### [Work required]
For each line below with the word "MAGIC", write out a copy.

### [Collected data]
===
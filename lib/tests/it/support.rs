//! Stream-building helpers shared by the black-box scenario tests.
//!
//! Mirrors the attribute tag values from `lib/src/wire/tlv.rs::Tag`; duplicated here rather than
//! imported since the black-box suite only ever sees this crate's public surface.

use sendstream_delta::{CommandKind, MAGIC};

pub const TAG_INO: u16 = 3;
pub const TAG_SIZE: u16 = 4;
pub const TAG_PATH: u16 = 15;
pub const TAG_PATH_TO: u16 = 16;
pub const TAG_PATH_LINK: u16 = 17;

pub fn tlv(tag: u16, value: &[u8]) -> Vec<u8> {
    let mut out = Vec::new();
    out.extend_from_slice(&tag.to_le_bytes());
    out.extend_from_slice(&(value.len() as u16).to_le_bytes());
    out.extend_from_slice(value);
    out
}

pub fn path_attr(tag: u16, s: &str) -> Vec<u8> {
    tlv(tag, s.as_bytes())
}

pub fn command(kind: CommandKind, attrs: Vec<u8>) -> Vec<u8> {
    let crc = {
        let mut h = [0u8; 10];
        h[0..4].copy_from_slice(&(attrs.len() as u32).to_le_bytes());
        h[4..6].copy_from_slice(&kind.code().to_le_bytes());
        crc32fast::hash(&[&h[..], &attrs[..]].concat())
    };
    let mut out = Vec::new();
    out.extend_from_slice(&(attrs.len() as u32).to_le_bytes());
    out.extend_from_slice(&kind.code().to_le_bytes());
    out.extend_from_slice(&crc.to_le_bytes());
    out.extend_from_slice(&attrs);
    out
}

pub fn stream(version: u32, commands: Vec<Vec<u8>>) -> Vec<u8> {
    let mut out = MAGIC.to_vec();
    out.extend_from_slice(&version.to_le_bytes());
    for c in commands {
        out.extend_from_slice(&c);
    }
    out
}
===
### [Reply to the exercise]
use sendstream_delta::{CommandKind, MAGIC};
    let mut out = MAGIC.to_vec();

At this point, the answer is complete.